How to complete this task: Where a line holds the word "super", copy that line from the data below.

<<<<

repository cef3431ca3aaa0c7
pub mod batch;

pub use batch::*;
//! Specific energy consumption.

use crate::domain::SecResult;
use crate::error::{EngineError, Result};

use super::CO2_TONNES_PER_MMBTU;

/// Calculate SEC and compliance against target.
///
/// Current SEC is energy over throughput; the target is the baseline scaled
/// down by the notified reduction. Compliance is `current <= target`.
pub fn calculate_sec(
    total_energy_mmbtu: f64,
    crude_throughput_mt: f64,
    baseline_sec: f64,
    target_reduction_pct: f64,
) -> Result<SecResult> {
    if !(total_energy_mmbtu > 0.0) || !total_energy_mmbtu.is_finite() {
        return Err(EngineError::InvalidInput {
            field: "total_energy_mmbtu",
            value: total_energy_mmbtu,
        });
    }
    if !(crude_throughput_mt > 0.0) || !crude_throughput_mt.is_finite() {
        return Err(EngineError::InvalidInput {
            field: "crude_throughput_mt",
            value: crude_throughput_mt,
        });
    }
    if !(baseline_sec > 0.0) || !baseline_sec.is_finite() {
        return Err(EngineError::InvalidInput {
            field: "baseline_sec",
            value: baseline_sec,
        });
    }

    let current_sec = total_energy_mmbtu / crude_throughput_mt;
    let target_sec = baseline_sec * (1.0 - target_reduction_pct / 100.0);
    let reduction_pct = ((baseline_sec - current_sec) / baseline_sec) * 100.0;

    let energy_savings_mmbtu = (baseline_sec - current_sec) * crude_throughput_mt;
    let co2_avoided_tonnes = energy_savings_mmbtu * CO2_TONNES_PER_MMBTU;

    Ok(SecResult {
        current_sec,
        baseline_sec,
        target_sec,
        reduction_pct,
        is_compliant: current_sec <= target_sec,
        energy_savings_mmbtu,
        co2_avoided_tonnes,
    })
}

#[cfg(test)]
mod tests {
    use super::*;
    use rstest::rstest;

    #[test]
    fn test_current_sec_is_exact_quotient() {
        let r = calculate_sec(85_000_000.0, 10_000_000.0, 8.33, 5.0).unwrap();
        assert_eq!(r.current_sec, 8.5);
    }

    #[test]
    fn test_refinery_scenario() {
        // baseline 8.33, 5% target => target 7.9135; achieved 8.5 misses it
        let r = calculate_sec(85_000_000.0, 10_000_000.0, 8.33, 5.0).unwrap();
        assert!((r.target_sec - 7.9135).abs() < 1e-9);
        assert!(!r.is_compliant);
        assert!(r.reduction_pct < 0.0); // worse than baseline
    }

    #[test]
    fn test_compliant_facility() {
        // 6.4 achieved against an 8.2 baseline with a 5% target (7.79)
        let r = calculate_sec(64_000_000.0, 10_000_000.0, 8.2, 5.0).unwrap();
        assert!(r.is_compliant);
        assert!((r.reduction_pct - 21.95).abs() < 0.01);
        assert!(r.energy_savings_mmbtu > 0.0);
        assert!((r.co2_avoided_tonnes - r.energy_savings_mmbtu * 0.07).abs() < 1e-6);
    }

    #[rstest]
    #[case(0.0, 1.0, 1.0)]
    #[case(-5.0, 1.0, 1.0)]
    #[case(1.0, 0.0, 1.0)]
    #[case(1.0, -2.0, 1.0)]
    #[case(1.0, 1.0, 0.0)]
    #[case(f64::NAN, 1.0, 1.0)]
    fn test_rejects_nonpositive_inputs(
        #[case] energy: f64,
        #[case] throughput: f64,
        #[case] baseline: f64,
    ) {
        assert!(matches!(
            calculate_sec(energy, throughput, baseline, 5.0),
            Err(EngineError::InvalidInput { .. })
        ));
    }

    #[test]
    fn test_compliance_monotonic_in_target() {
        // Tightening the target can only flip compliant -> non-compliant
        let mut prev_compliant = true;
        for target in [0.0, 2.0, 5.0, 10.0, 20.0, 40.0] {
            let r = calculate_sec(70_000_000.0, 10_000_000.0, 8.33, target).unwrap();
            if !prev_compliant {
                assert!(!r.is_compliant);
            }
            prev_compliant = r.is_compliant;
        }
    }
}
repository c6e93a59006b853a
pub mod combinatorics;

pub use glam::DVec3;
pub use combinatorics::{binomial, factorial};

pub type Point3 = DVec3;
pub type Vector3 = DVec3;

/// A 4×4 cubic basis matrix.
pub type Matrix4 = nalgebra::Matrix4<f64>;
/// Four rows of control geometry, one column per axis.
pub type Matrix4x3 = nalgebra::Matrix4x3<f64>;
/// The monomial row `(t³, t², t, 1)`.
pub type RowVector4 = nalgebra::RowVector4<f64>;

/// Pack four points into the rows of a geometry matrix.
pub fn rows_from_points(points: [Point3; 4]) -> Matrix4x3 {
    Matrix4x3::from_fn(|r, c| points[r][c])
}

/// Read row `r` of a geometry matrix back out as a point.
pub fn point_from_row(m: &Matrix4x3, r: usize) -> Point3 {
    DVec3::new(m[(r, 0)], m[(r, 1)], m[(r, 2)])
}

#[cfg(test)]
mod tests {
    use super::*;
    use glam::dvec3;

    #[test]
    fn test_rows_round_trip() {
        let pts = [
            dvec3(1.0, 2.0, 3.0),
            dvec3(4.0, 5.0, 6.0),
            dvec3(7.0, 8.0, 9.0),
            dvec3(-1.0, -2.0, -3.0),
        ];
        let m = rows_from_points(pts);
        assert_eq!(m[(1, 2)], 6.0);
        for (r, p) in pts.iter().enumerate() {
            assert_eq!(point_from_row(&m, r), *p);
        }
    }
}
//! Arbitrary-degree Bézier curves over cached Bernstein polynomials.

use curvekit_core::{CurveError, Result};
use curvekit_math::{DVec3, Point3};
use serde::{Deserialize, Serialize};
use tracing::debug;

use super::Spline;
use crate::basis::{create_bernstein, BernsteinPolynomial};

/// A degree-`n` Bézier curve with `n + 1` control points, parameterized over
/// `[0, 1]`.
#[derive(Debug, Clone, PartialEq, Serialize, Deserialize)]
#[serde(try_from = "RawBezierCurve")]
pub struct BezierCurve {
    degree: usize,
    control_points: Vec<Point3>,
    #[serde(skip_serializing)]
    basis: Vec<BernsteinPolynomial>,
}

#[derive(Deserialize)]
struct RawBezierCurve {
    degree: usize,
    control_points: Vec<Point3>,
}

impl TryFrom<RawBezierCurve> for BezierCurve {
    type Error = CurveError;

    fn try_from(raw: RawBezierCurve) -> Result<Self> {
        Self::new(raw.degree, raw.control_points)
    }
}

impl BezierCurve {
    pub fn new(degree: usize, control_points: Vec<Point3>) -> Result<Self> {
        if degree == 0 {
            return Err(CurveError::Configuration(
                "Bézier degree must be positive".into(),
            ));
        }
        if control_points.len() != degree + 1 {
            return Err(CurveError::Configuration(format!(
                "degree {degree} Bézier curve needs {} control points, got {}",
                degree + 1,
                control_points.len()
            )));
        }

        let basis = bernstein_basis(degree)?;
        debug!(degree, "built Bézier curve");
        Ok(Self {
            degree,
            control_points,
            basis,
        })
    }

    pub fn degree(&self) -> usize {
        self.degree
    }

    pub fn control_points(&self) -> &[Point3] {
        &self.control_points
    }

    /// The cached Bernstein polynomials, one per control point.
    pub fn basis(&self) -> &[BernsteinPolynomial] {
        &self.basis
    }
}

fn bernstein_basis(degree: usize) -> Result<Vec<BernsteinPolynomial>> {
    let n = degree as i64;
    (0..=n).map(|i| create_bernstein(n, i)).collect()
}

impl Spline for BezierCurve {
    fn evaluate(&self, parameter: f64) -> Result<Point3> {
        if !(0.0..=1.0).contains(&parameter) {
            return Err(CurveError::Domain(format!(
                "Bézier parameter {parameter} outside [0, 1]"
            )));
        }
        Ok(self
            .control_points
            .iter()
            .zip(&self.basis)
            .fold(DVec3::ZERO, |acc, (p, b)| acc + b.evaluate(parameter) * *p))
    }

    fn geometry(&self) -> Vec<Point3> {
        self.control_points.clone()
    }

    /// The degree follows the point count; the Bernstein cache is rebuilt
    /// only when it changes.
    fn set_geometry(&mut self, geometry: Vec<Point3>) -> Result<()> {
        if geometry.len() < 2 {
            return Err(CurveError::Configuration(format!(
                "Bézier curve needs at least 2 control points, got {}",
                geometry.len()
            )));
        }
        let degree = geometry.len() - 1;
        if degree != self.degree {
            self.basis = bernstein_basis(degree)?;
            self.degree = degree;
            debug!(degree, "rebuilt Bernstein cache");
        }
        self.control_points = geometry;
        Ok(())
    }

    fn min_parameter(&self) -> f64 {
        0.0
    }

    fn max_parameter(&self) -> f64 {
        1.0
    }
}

>>>>
<<<<

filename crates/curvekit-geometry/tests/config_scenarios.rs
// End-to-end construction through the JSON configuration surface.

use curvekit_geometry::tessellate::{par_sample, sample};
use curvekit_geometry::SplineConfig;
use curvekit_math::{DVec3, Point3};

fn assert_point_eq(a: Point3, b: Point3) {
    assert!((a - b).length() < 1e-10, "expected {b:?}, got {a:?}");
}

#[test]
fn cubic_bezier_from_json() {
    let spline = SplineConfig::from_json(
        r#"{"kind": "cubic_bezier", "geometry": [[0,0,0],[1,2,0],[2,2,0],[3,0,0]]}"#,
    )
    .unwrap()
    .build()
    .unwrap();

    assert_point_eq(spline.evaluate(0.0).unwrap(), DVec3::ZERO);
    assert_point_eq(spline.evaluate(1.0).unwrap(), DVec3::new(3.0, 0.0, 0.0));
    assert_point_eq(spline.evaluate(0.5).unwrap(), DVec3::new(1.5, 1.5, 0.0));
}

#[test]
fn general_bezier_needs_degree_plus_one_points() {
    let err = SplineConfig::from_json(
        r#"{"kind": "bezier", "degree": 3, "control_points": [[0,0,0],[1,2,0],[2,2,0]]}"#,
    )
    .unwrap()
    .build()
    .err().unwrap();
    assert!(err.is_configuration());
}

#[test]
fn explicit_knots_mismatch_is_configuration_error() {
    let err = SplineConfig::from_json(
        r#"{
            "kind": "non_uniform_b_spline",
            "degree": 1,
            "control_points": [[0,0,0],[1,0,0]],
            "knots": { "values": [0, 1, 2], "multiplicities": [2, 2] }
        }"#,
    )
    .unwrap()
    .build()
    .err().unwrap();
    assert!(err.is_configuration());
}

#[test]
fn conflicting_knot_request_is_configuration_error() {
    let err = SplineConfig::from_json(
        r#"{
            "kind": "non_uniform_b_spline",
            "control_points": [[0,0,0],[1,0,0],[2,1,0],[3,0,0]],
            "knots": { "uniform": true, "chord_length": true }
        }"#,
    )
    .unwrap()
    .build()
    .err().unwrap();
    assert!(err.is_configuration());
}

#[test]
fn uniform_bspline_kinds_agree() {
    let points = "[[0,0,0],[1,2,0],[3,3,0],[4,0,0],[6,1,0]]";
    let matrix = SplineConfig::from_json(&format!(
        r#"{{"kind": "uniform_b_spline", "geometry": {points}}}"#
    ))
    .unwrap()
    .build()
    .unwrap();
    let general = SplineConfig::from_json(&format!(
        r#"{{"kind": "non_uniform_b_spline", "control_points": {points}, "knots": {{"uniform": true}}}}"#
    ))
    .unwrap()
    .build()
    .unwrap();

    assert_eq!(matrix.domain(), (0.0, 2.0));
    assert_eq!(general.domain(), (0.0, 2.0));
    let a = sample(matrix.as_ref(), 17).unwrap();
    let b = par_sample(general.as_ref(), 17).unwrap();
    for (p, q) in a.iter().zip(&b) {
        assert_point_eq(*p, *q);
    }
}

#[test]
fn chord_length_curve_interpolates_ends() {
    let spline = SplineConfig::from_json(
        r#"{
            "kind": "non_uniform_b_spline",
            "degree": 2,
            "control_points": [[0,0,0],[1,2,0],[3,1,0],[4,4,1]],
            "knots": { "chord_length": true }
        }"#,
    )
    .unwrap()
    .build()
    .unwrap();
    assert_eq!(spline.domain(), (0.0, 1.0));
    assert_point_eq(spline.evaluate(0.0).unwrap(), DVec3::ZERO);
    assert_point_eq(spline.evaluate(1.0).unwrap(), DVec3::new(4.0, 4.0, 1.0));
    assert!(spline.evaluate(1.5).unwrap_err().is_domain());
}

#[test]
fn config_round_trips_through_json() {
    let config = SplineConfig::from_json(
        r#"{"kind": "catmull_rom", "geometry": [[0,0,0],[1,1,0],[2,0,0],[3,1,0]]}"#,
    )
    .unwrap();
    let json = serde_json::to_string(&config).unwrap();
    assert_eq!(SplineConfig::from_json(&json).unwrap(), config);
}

>>>>

Written reply:
use super::CO2_TONNES_PER_MMBTU;
    use super::*;
    use super::*;
use super::Spline;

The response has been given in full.